Stored data
════════

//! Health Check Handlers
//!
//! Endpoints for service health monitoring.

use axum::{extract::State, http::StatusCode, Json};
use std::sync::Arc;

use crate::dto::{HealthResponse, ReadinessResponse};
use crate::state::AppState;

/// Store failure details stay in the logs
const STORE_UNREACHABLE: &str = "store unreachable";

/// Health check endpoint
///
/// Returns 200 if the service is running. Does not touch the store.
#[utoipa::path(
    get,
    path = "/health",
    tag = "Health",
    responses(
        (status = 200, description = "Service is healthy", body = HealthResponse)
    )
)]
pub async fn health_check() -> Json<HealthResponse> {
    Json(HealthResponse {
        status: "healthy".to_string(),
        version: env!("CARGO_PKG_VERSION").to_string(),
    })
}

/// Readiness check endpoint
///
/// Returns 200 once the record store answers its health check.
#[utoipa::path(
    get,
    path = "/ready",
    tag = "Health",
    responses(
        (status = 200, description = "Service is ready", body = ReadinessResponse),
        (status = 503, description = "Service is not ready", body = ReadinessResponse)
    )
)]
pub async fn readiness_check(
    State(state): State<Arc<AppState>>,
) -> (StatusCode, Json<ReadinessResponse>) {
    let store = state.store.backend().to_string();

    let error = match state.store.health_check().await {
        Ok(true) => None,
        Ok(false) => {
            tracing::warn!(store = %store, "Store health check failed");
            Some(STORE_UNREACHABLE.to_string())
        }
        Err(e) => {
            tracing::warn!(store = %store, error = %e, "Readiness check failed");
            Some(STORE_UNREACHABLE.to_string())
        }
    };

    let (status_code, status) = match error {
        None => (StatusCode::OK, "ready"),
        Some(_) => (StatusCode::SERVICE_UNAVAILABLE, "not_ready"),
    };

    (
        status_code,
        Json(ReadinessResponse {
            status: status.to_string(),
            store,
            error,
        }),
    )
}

════════

EXERCISE DIRECTIONS: Would you give the entries back word for word?

EXERCISE ANSWER:
//! Health Check Handlers
//!
//! Endpoints for service health monitoring.

use axum::{extract::State, http::StatusCode, Json};
use std::sync::Arc;

use crate::dto::{HealthResponse, ReadinessResponse};
use crate::state::AppState;

/// Store failure details stay in the logs
const STORE_UNREACHABLE: &str = "store unreachable";

/// Health check endpoint
///
/// Returns 200 if the service is running. Does not touch the store.
#[utoipa::path(
    get,
    path = "/health",
    tag = "Health",
    responses(
        (status = 200, description = "Service is healthy", body = HealthResponse)
    )
)]
pub async fn health_check() -> Json<HealthResponse> {
    Json(HealthResponse {
        status: "healthy".to_string(),
        version: env!("CARGO_PKG_VERSION").to_string(),
    })
}

/// Readiness check endpoint
///
/// Returns 200 once the record store answers its health check.
#[utoipa::path(
    get,
    path = "/ready",
    tag = "Health",
    responses(
        (status = 200, description = "Service is ready", body = ReadinessResponse),
        (status = 503, description = "Service is not ready", body = ReadinessResponse)
    )
)]
pub async fn readiness_check(
    State(state): State<Arc<AppState>>,
) -> (StatusCode, Json<ReadinessResponse>) {
    let store = state.store.backend().to_string();

    let error = match state.store.health_check().await {
        Ok(true) => None,
        Ok(false) => {
            tracing::warn!(store = %store, "Store health check failed");
            Some(STORE_UNREACHABLE.to_string())
        }
        Err(e) => {
            tracing::warn!(store = %store, error = %e, "Readiness check failed");
            Some(STORE_UNREACHABLE.to_string())
        }
    };

    let (status_code, status) = match error {
        None => (StatusCode::OK, "ready"),
        Some(_) => (StatusCode::SERVICE_UNAVAILABLE, "not_ready"),
    };

    (
        status_code,
        Json(ReadinessResponse {
            status: status.to_string(),
            store,
            error,
        }),
    )
}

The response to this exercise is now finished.